Living to See Interesting Times
03 Aug 2022Lily Flemmon
I'm currently far from the Bubble, in the Vulcan's Gate region, while things back home become more and more clear to me.One of the worst curses ever devised by a tormented human mind is "may you live to see interesting times." Writing and study regarding this abounds, and while these interesting times are critical turning points in history, the reason there's so much writing is because these times are times of sorrow. When humanity is laid bare. When the worst and best in all of us is brought out, whether we like it or not.
Zachary Hudson claimed his reason to support Azimuth is that Federal citizens have a right to not have to worry about alien invasion. Which is absurd, considering Federal citizens do not have the right to not have to worry about domestic invasion. the PDB is a police state, but if Federal history is to be repeated, it will never formally call itself as such.

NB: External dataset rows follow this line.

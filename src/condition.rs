//! Task `condition` expressions (§3, §6.1, §9 design notes).
//!
//! Modeled as a recursive discriminated union the way the teacher models
//! `TaskAction` (`ast/action.rs`) — a tagged `serde` enum with an `#[instrument]`-free
//! pure evaluator function, no interpreter state.

use serde::{Deserialize, Serialize};

/// Git/env context a `Condition` is evaluated against.
#[derive(Debug, Clone, Default)]
pub struct ConditionContext {
    pub branch: Option<String>,
    pub tag: Option<String>,
    pub env: std::collections::HashMap<String, String>,
}

/// A boolean expression over git state and environment (§3, §6.1).
///
/// The wire shape is flat per variant (`{branch:pattern}`, `{tag:pattern}`,
/// `{env:name, equals|starts_with|contains:value}`, `{and:[C]}`, `{or:[C]}`,
/// `{not:C}`, `{always:bool}`) rather than serde's externally-tagged default,
/// so `Env` (the one variant with more than one field) needs a hand-rolled
/// `Deserialize`/`Serialize` pair instead of the derive.
#[derive(Debug, Clone)]
pub enum Condition {
    Branch(String),
    Tag(String),
    Env { env: String, op: EnvOp },
    And(Vec<Condition>),
    Or(Vec<Condition>),
    Not(Box<Condition>),
    Always(bool),
}

#[derive(Debug, Clone)]
pub enum EnvOp {
    Equals(String),
    StartsWith(String),
    Contains(String),
}

impl<'de> Deserialize<'de> for Condition {
    fn deserialize<D>(deserializer: D) -> Result<Self, D::Error>
    where
        D: serde::Deserializer<'de>,
    {
        let value = serde_json::Value::deserialize(deserializer)?;
        condition_from_value(&value).map_err(serde::de::Error::custom)
    }
}

fn condition_from_value(value: &serde_json::Value) -> Result<Condition, String> {
    let obj = value.as_object().ok_or("condition must be a JSON object")?;
    let str_field = |key: &str| -> Result<String, String> {
        obj.get(key)
            .and_then(|v| v.as_str())
            .map(str::to_string)
            .ok_or_else(|| format!("condition.{key} must be a string"))
    };

    if let Some(env) = obj.get("env") {
        let env = env.as_str().ok_or("condition.env must be a string")?.to_string();
        let op = if let Some(v) = obj.get("equals") {
            EnvOp::Equals(v.as_str().ok_or("condition.equals must be a string")?.to_string())
        } else if let Some(v) = obj.get("starts_with") {
            EnvOp::StartsWith(v.as_str().ok_or("condition.starts_with must be a string")?.to_string())
        } else if let Some(v) = obj.get("contains") {
            EnvOp::Contains(v.as_str().ok_or("condition.contains must be a string")?.to_string())
        } else {
            return Err("condition.env requires one of equals, starts_with, contains".to_string());
        };
        return Ok(Condition::Env { env, op });
    }
    if obj.contains_key("branch") {
        return Ok(Condition::Branch(str_field("branch")?));
    }
    if obj.contains_key("tag") {
        return Ok(Condition::Tag(str_field("tag")?));
    }
    if let Some(v) = obj.get("and") {
        let items = v.as_array().ok_or("condition.and must be an array")?;
        return Ok(Condition::And(
            items.iter().map(condition_from_value).collect::<Result<_, _>>()?,
        ));
    }
    if let Some(v) = obj.get("or") {
        let items = v.as_array().ok_or("condition.or must be an array")?;
        return Ok(Condition::Or(
            items.iter().map(condition_from_value).collect::<Result<_, _>>()?,
        ));
    }
    if let Some(v) = obj.get("not") {
        return Ok(Condition::Not(Box::new(condition_from_value(v)?)));
    }
    if let Some(v) = obj.get("always") {
        return Ok(Condition::Always(v.as_bool().ok_or("condition.always must be a bool")?));
    }
    Err("condition matched no known shape (branch, tag, env, and, or, not, always)".to_string())
}

impl Serialize for Condition {
    fn serialize<S>(&self, serializer: S) -> Result<S::Ok, S::Error>
    where
        S: serde::Serializer,
    {
        use serde::ser::SerializeMap;
        match self {
            Condition::Branch(pattern) => {
                let mut map = serializer.serialize_map(Some(1))?;
                map.serialize_entry("branch", pattern)?;
                map.end()
            }
            Condition::Tag(pattern) => {
                let mut map = serializer.serialize_map(Some(1))?;
                map.serialize_entry("tag", pattern)?;
                map.end()
            }
            Condition::Env { env, op } => {
                let mut map = serializer.serialize_map(Some(2))?;
                map.serialize_entry("env", env)?;
                match op {
                    EnvOp::Equals(v) => map.serialize_entry("equals", v)?,
                    EnvOp::StartsWith(v) => map.serialize_entry("starts_with", v)?,
                    EnvOp::Contains(v) => map.serialize_entry("contains", v)?,
                }
                map.end()
            }
            Condition::And(conditions) => {
                let mut map = serializer.serialize_map(Some(1))?;
                map.serialize_entry("and", conditions)?;
                map.end()
            }
            Condition::Or(conditions) => {
                let mut map = serializer.serialize_map(Some(1))?;
                map.serialize_entry("or", conditions)?;
                map.end()
            }
            Condition::Not(inner) => {
                let mut map = serializer.serialize_map(Some(1))?;
                map.serialize_entry("not", inner.as_ref())?;
                map.end()
            }
            Condition::Always(value) => {
                let mut map = serializer.serialize_map(Some(1))?;
                map.serialize_entry("always", value)?;
                map.end()
            }
        }
    }
}

/// Glob-style `*`/`?` match used for branch/tag patterns. `**` has no
/// special meaning here (branch/tag names have no path segments); plain
/// glob semantics suffice.
fn glob_match(pattern: &str, value: &str) -> bool {
    globset::Glob::new(pattern)
        .map(|g| g.compile_matcher().is_match(value))
        .unwrap_or(false)
}

impl Condition {
    /// Pure evaluation — no IO, no task state (§9 design notes).
    pub fn eval(&self, ctx: &ConditionContext) -> bool {
        match self {
            Condition::Branch(pattern) => ctx
                .branch
                .as_deref()
                .map(|b| glob_match(pattern, b))
                .unwrap_or(false),
            Condition::Tag(pattern) => ctx
                .tag
                .as_deref()
                .map(|t| glob_match(pattern, t))
                .unwrap_or(false),
            Condition::Env { env, op } => {
                let value = ctx.env.get(env);
                match (value, op) {
                    (Some(v), EnvOp::Equals(expected)) => v == expected,
                    (Some(v), EnvOp::StartsWith(prefix)) => v.starts_with(prefix.as_str()),
                    (Some(v), EnvOp::Contains(needle)) => v.contains(needle.as_str()),
                    (None, _) => false,
                }
            }
            Condition::And(conditions) => conditions.iter().all(|c| c.eval(ctx)),
            Condition::Or(conditions) => conditions.iter().any(|c| c.eval(ctx)),
            Condition::Not(inner) => !inner.eval(ctx),
            Condition::Always(value) => *value,
        }
    }
}

#[cfg(test)]
mod tests {
    use super::*;

    fn ctx(branch: &str) -> ConditionContext {
        ConditionContext {
            branch: Some(branch.to_string()),
            tag: None,
            env: Default::default(),
        }
    }

    #[test]
    fn branch_glob_matches() {
        let c = Condition::Branch("release/*".into());
        assert!(c.eval(&ctx("release/1.0")));
        assert!(!c.eval(&ctx("main")));
    }

    #[test]
    fn and_or_not_compose() {
        let c = Condition::And(vec![
            Condition::Branch("main".into()),
            Condition::Not(Box::new(Condition::Tag("v*".into()))),
        ]);
        assert!(c.eval(&ctx("main")));
    }

    #[test]
    fn env_equals_missing_var_is_false() {
        let c = Condition::Env {
            env: "CI".into(),
            op: EnvOp::Equals("true".into()),
        };
        assert!(!c.eval(&ConditionContext::default()));
    }

    #[test]
    fn always_short_circuits() {
        assert!(Condition::Always(true).eval(&ConditionContext::default()));
        assert!(!Condition::Always(false).eval(&ConditionContext::default()));
    }

    #[test]
    fn parses_flat_env_condition_from_spec_json() {
        let c: Condition = serde_json::from_str(r#"{"env":"CI","equals":"true"}"#).unwrap();
        let mut env = std::collections::HashMap::new();
        env.insert("CI".to_string(), "true".to_string());
        assert!(c.eval(&ConditionContext { branch: None, tag: None, env }));

        match c {
            Condition::Env { env, op: EnvOp::Equals(v) } => {
                assert_eq!(env, "CI");
                assert_eq!(v, "true");
            }
            other => panic!("expected flat Env condition, got {other:?}"),
        }
    }

    #[test]
    fn parses_flat_env_starts_with_and_contains() {
        let c: Condition = serde_json::from_str(r#"{"env":"STAGE","starts_with":"prod"}"#).unwrap();
        assert!(matches!(c, Condition::Env { op: EnvOp::StartsWith(_), .. }));

        let c: Condition = serde_json::from_str(r#"{"env":"MSG","contains":"retry"}"#).unwrap();
        assert!(matches!(c, Condition::Env { op: EnvOp::Contains(_), .. }));
    }

    #[test]
    fn parses_nested_and_or_not_from_spec_json() {
        let json = r#"{"and":[{"branch":"main"},{"not":{"tag":"v*"}}]}"#;
        let c: Condition = serde_json::from_str(json).unwrap();
        assert!(c.eval(&ctx("main")));
    }

    #[test]
    fn round_trips_through_serialize_and_deserialize() {
        let original = Condition::Env { env: "CI".to_string(), op: EnvOp::Equals("true".to_string()) };
        let json = serde_json::to_string(&original).unwrap();
        assert_eq!(json, r#"{"env":"CI","equals":"true"}"#);
        let parsed: Condition = serde_json::from_str(&json).unwrap();
        assert!(matches!(parsed, Condition::Env { op: EnvOp::Equals(_), .. }));
    }

    #[test]
    fn rejects_env_condition_without_an_operator() {
        let err = serde_json::from_str::<Condition>(r#"{"env":"CI"}"#).unwrap_err();
        assert!(err.to_string().contains("equals"));
    }
}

For those familiar with the ancient mythology of the Four Horsemen of the Apocalypse, you may recall the first horseman, atop the White Horse, a variety of ways. Conquest, Prosperity, Contagion, and, in an interpretation thought to first arise shortly before the Third World War, although it was lost in the widespread destruction and recovered centuries later, Indoctrination. While these seem to be distinctly different ideas, it has been thought that these concepts may be parts, or aspects, of a whole, as the myth has evolved to further encompass the human experience of cultural apocalypse (S. Tridentari, Orion University, 3304). While Tridentari does not outright state in her works that that Zachary Hudson fits this sum of these four ideas of the White Horseman, she uses a surprising number of his campaign statements and early actions as President as examples in her work, noting how "It seems eerily convenient how many examples come from [Hudson's campaign and early Presidency]. I would argue that it is no coincidence. Hudson embodies those four interpretations of the First Horseman of the Apocalypse in full. Additionally, so does Edmund Mahon, and so does Emperor Arissa Lavigny-Duval. Conquest, Prosperity, Contagion, and Indoctrination, as one.
The second horseman has a remarkably clear interpretation, war. Bloody, civil war. Not for conquest, but for oppression, and for blood. The NMLA used as a front for the Lords of Restoration, the PDB clashing in the streets against the Federation's own population, and the failed resistance against an Alliance-Sirius pact are all frighteningly precise examples of the Second Horseman.
And the third, the Black Horse- Famine, Greed, and Scarcity. A bit more complex than the second, and hidden in the shadows, with public attention drawn much more to the First and Second Horsemen. But it's there. Federal citizens starve on the streets, preyed on by police, all because of artificial scarcity. Alliance citizens are drawn to social support programs, only to be abused and mistreated by underpaid state employees, who are seldom reviewed for their competence, until they die of hunger and disease waiting for paperwork to be processed so they can eat. And in the Empire, little of the Black Horse can be seen, since there are large efforts to ensure the quality of life of Imperial slaves, but these efforts are often greatly hindered outside Duval space. Two close friends of mine were once courtesans, one bearing cybernetics and a House Torval brand from the abuse she suffered. And that only scratches the surface of the horrible things that are done to some Imperial Slaves.
And so, we see the White Horse, the Red Horse, and the Black Horse.
I can only hope the Pale Horse is not coming.